Shut behind closed doors, I went through a lot of tough times and needed a way to distract myself. The only thing consistent was my need for academic validation. I didn’t waste any time, using COVID as a unique opportunity to expand internship horizons, and so I applied to internships that were offered remotely since nothing was confined to the city in which it physically operated.

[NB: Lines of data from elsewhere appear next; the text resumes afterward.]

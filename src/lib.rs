//! Monitor tester core.
//!
//! Samples the host's animation-frame cadence into per-window rates, keeps
//! rolling statistics over them, scores the session, estimates the rate
//! trend and renders a rate chart. Page rendering, menus and export
//! formats belong to the host; the core only talks to them through the
//! traits in [`display`] and [`chart`].

pub mod chart;
pub mod config;
pub mod display;
pub mod error;
pub mod export;
pub mod logging;
pub mod pattern;
pub mod quality;
pub mod recommend;
pub mod sampler;
pub mod session;
pub mod settings;
pub mod stats;
pub mod trend;

pub use session::{SampleUpdate, Session, SessionClock};
//! Configuration module for the headless tester host.
//!
//! This module handles loading, saving, and validating the timer cadences
//! and pattern playlist the host binary runs with.

use crate::error::ConfigError;
use crate::pattern::TestPattern;
use serde::{Deserialize, Serialize};
use std::fs;
use std::io::Write;
use std::path::{Path, PathBuf};
use std::sync::RwLock;
use std::time::Duration;

/// Highest animation-frame cadence the host will simulate.
const MAX_HOST_FRAME_RATE_HZ: u32 = 1000;

/// Host configuration.
#[derive(Debug, Serialize, Deserialize, Clone, PartialEq)]
#[serde(default)]
pub struct Config {
    /// Cadence of simulated animation-frame callbacks.
    pub host_frame_rate_hz: u32,
    /// Period of the rate-panel display subscription.
    pub rate_display_interval_ms: u64,
    /// Period of the session clock readout.
    pub session_clock_interval_ms: u64,
    /// Period of the session progress indicator.
    pub progress_interval_ms: u64,
    /// Time spent on each playlist entry.
    pub pattern_dwell_ms: u64,
    /// Patterns the host walks through, in order.
    pub playlist: Vec<TestPattern>,
}

impl Default for Config {
    fn default() -> Self {
        Self {
            host_frame_rate_hz: 390,
            rate_display_interval_ms: 100,
            session_clock_interval_ms: 1000,
            progress_interval_ms: 100,
            pattern_dwell_ms: 3000,
            playlist: TestPattern::screen_tests(),
        }
    }
}

impl Config {
    /// Validate configuration values.
    /// Returns Ok(()) if valid, Err with descriptive message if invalid.
    pub fn validate(&self) -> Result<(), ConfigError> {
        if self.host_frame_rate_hz == 0 || self.host_frame_rate_hz > MAX_HOST_FRAME_RATE_HZ {
            return Err(ConfigError::ValidationError(format!(
                "host_frame_rate_hz ({}) must be between 1 and {}",
                self.host_frame_rate_hz, MAX_HOST_FRAME_RATE_HZ
            )));
        }

        let intervals = [
            ("rate_display_interval_ms", self.rate_display_interval_ms),
            ("session_clock_interval_ms", self.session_clock_interval_ms),
            ("progress_interval_ms", self.progress_interval_ms),
            ("pattern_dwell_ms", self.pattern_dwell_ms),
        ];
        for (name, value) in intervals {
            if value == 0 {
                return Err(ConfigError::ValidationError(format!(
                    "{} must be greater than zero",
                    name
                )));
            }
        }

        if self.playlist.is_empty() {
            return Err(ConfigError::ValidationError(
                "playlist must contain at least one pattern".to_string(),
            ));
        }

        Ok(())
    }

    /// Interval between simulated frame callbacks.
    pub fn frame_interval(&self) -> Duration {
        Duration::from_nanos(1_000_000_000 / u64::from(self.host_frame_rate_hz.max(1)))
    }

    pub fn rate_display_interval(&self) -> Duration {
        Duration::from_millis(self.rate_display_interval_ms)
    }

    pub fn session_clock_interval(&self) -> Duration {
        Duration::from_millis(self.session_clock_interval_ms)
    }

    pub fn progress_interval(&self) -> Duration {
        Duration::from_millis(self.progress_interval_ms)
    }

    pub fn pattern_dwell(&self) -> Duration {
        Duration::from_millis(self.pattern_dwell_ms)
    }
}

/// Configuration manager with file I/O.
pub struct ConfigManager {
    config: RwLock<Config>,
    path: PathBuf,
}

impl ConfigManager {
    /// Load configuration from file or use defaults.
    /// If the file doesn't exist, returns a manager with default config.
    pub fn load_or_default(path: &Path) -> Result<Self, ConfigError> {
        let config = if path.exists() {
            let contents = fs::read_to_string(path).map_err(|e| {
                ConfigError::ParseError(format!("Failed to read config file: {}", e))
            })?;

            let config: Config = serde_json::from_str(&contents)
                .map_err(|e| ConfigError::ParseError(format!("Invalid JSON: {}", e)))?;

            config.validate()?;
            config
        } else {
            Config::default()
        };

        Ok(Self {
            config: RwLock::new(config),
            path: path.to_path_buf(),
        })
    }

    /// Save configuration to file using atomic write.
    pub fn save(&self) -> Result<(), ConfigError> {
        let json = {
            let config = self.config.read().map_err(|_| {
                ConfigError::ValidationError("Failed to acquire read lock".to_string())
            })?;
            serde_json::to_string_pretty(&*config).map_err(|e| {
                ConfigError::ParseError(format!("Failed to serialize config: {}", e))
            })?
        };

        if let Some(parent) = self.path.parent() {
            fs::create_dir_all(parent)?;
        }

        // Write to a temp file, then rename over the target
        let temp_path = self.path.with_extension("json.tmp");
        {
            let mut file = fs::File::create(&temp_path)?;
            file.write_all(json.as_bytes())?;
            file.sync_all()?;
        }
        fs::rename(&temp_path, &self.path)?;

        Ok(())
    }

    /// Get current configuration.
    pub fn get(&self) -> Config {
        self.config
            .read()
            .map(|c| c.clone())
            .unwrap_or_else(|_| Config::default())
    }

    /// Update configuration with validation, then persist it.
    pub fn update(&self, config: Config) -> Result<(), ConfigError> {
        config.validate()?;

        {
            let mut current = self.config.write().map_err(|_| {
                ConfigError::ValidationError("Failed to acquire write lock".to_string())
            })?;
            *current = config;
        }

        self.save()
    }

    pub fn path(&self) -> &Path {
        &self.path
    }

    /// Default config path (`<config dir>/monitor-tester/config.json`).
    pub fn default_path() -> PathBuf {
        app_config_dir().join("config.json")
    }
}

/// Per-user configuration directory of the tester.
pub fn app_config_dir() -> PathBuf {
    dirs::config_dir()
        .unwrap_or_else(std::env::temp_dir)
        .join("monitor-tester")
}
//! Test patterns and the rate-display subscription tied to the active one.
//!
//! Only the frame-rate screen keeps a periodic display task alive. The
//! switcher owns at most one such task and always cancels it before
//! establishing the next pattern, so a stale task can never write into a
//! screen that is gone.

use crate::chart::{render_rate_chart, RasterCanvas};
use crate::display::{publish_rate_panel, publish_tests_completed, DisplaySurface};
use crate::recommend::recommendations;
use crate::session::Session;
use serde::{Deserialize, Serialize};
use std::sync::Arc;
use std::time::Duration;
use tokio::sync::{Mutex, RwLock};
use tokio::task::JoinHandle;
use tracing::{debug, info};

/// Every screen the tester can show.
#[derive(Debug, Clone, Copy, PartialEq, Eq, Hash, Serialize, Deserialize)]
#[serde(rename_all = "kebab-case")]
pub enum TestPattern {
    Home,
    Fps,
    DeadPixels,
    Stripes,
    Gradient,
    Contrast,
    Colors,
    Motion,
    Uniformity,
    Response,
    ViewingAngle,
    Grid,
    Statistics,
    Settings,
    Gamma,
    ColorAccuracy,
    BacklightBleed,
    Reports,
    Recommendations,
    Calibration,
}

impl TestPattern {
    pub const ALL: [TestPattern; 20] = [
        TestPattern::Home,
        TestPattern::Fps,
        TestPattern::DeadPixels,
        TestPattern::Stripes,
        TestPattern::Gradient,
        TestPattern::Contrast,
        TestPattern::Colors,
        TestPattern::Motion,
        TestPattern::Uniformity,
        TestPattern::Response,
        TestPattern::ViewingAngle,
        TestPattern::Grid,
        TestPattern::Statistics,
        TestPattern::Settings,
        TestPattern::Gamma,
        TestPattern::ColorAccuracy,
        TestPattern::BacklightBleed,
        TestPattern::Reports,
        TestPattern::Recommendations,
        TestPattern::Calibration,
    ];

    /// Screen tests; opening one counts toward the tests-completed total.
    pub fn counts_toward_progress(&self) -> bool {
        !matches!(
            self,
            TestPattern::Home
                | TestPattern::Statistics
                | TestPattern::Settings
                | TestPattern::Reports
                | TestPattern::Recommendations
        )
    }

    /// Whether the screen shows the live rate panel and chart.
    pub fn shows_rate_panel(&self) -> bool {
        matches!(self, TestPattern::Fps)
    }

    /// The screen tests in menu order.
    pub fn screen_tests() -> Vec<TestPattern> {
        Self::ALL
            .iter()
            .copied()
            .filter(TestPattern::counts_toward_progress)
            .collect()
    }
}

/// State shared between the host's timers and the display subscription.
pub struct SharedTester {
    pub session: RwLock<Session>,
    pub display: Mutex<Box<dyn DisplaySurface + Send>>,
    pub chart: Mutex<RasterCanvas>,
}

impl SharedTester {
    pub fn new(
        session: Session,
        display: Box<dyn DisplaySurface + Send>,
        chart: RasterCanvas,
    ) -> Self {
        Self {
            session: RwLock::new(session),
            display: Mutex::new(display),
            chart: Mutex::new(chart),
        }
    }
}

/// Owned handle over the periodic rate-panel task.
///
/// Dropping the handle aborts the task.
#[derive(Debug)]
pub struct DisplaySubscription {
    handle: Option<JoinHandle<()>>,
}

impl DisplaySubscription {
    /// Start republishing the rate panel and chart every `period`.
    pub fn start(shared: Arc<SharedTester>, period: Duration) -> Self {
        let handle = tokio::spawn(async move {
            let mut ticker = tokio::time::interval(period);
            loop {
                ticker.tick().await;
                let session = shared.session.read().await;
                {
                    let mut display = shared.display.lock().await;
                    publish_rate_panel(&mut **display, &session);
                }
                let mut chart = shared.chart.lock().await;
                render_rate_chart(&mut *chart, &session.stats().display_history().to_vec());
            }
        });
        Self {
            handle: Some(handle),
        }
    }

    /// Whether the task is still running.
    pub fn is_active(&self) -> bool {
        self.handle.as_ref().is_some_and(|h| !h.is_finished())
    }

    /// Abort the task and wait until it has stopped.
    ///
    /// Returns `true` if the task was still running when cancelled.
    pub async fn cancel(mut self) -> bool {
        match self.handle.take() {
            Some(handle) => {
                handle.abort();
                matches!(handle.await, Err(e) if e.is_cancelled())
            }
            None => false,
        }
    }
}

impl Drop for DisplaySubscription {
    fn drop(&mut self) {
        if let Some(handle) = self.handle.take() {
            handle.abort();
        }
    }
}

/// Tracks the active pattern and its display subscription.
pub struct PatternSwitcher {
    shared: Arc<SharedTester>,
    period: Duration,
    current: TestPattern,
    subscription: Option<DisplaySubscription>,
}

impl PatternSwitcher {
    /// Start on the home screen with no subscription.
    pub fn new(shared: Arc<SharedTester>, period: Duration) -> Self {
        Self {
            shared,
            period,
            current: TestPattern::Home,
            subscription: None,
        }
    }

    pub fn current(&self) -> TestPattern {
        self.current
    }

    pub fn has_subscription(&self) -> bool {
        self.subscription
            .as_ref()
            .is_some_and(DisplaySubscription::is_active)
    }

    /// Open `pattern`.
    ///
    /// The prior subscription is cancelled first; screen tests then bump
    /// the tests-completed counter, and the rate screen gets a fresh
    /// subscription.
    pub async fn switch_to(&mut self, pattern: TestPattern) {
        self.cancel_subscription().await;
        self.current = pattern;
        info!(?pattern, "Switched test pattern");

        if pattern.counts_toward_progress() {
            let mut session = self.shared.session.write().await;
            session.record_test_completed();
            let mut display = self.shared.display.lock().await;
            publish_tests_completed(&mut **display, &session);
        }

        if pattern == TestPattern::Recommendations {
            let session = self.shared.session.read().await;
            for item in recommendations(&session) {
                info!(
                    priority = ?item.priority,
                    action = ?item.action,
                    "{}: {}",
                    item.title,
                    item.description
                );
            }
        }

        if pattern.shows_rate_panel() {
            self.subscription = Some(DisplaySubscription::start(
                Arc::clone(&self.shared),
                self.period,
            ));
        }
    }

    /// Leave the current screen (exit button or Escape).
    pub async fn go_home(&mut self) {
        self.cancel_subscription().await;
        if self.current != TestPattern::Home {
            self.current = TestPattern::Home;
            info!("Returned to home screen");
        }
    }

    async fn cancel_subscription(&mut self) {
        if let Some(subscription) = self.subscription.take() {
            let was_running = subscription.cancel().await;
            debug!(was_running, "Rate display subscription cancelled");
        }
    }
}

I had the pleasure of interning for the company behind The Maze Runner, and the PR company that basically started

Lana Del Rey’s career. Even more exciting, I achieved my dream of interning for this amazing company, where I had a first look into the world of all things entertainment. The company represents my favorite talent from Olivia Rodrigo to Jeremy Strong; a real dream come true. I am now interning for The Tonight Show, and I couldn’t be more content. Looking back at the last two years, quarantine, and the pandemic that changed us all, I can’t help but want to feel angry. Angry at the world for all that it had thrown at me...but I survived, and for that I am grateful. Up until recently, I had spent my time building caution signs around the first indications of fear, but now I can rip them down knowing that the worst has come. Quarantine pulled me by the hair and required me to be okay with being alone—to be okay with being alone with my thoughts and the changing environment around me. It taught me that all I really have, at the end of the day, is me. Additionally, because I experienced so many life-changing events in a place I used to find comfort in, I got used to dealing with trauma surrounded by the scents of security. I had to overcome that, too. I won’t always have that feeling of security, that sense of home, so I learned notW to depend upon it entirely. Don’t get me wrong, I can still miss it occasionally, but I need to start finding comfort in myself.

The home that I am building for myself may still smell like the scented purple Airwick plugin you get in bulk at Costco. And my mom cooking soup as she blasts her Nigerian music through the house. But now it also smells like the changing Boston air in early September, or my millionth Redbull of the day. Wherever I am, I know now that home is where I make it and I know that my family will always be there, even if they aren’t right next to me. At some points, things got dark, but after this hard year, I still believe all is possible. Maybe I am childish and boring and naïve and hopeful and dangerously optimistic, but it beats accepting the idea that life isn’t worth it. I will find burrows of happiness in the most barren pockets of this world if it means one day, I can say I lived a life worth repeating. COVID taught me that. The takeaway is this: we all learned something during this pandemic and one way or another, your life changed. Learn from it. Use it. Because we all walked into early 2020 with one idea of how life could go, and we were all surprised. I don’t know about you, but even after months of uncertainty, there can still be something attractive about the unknown.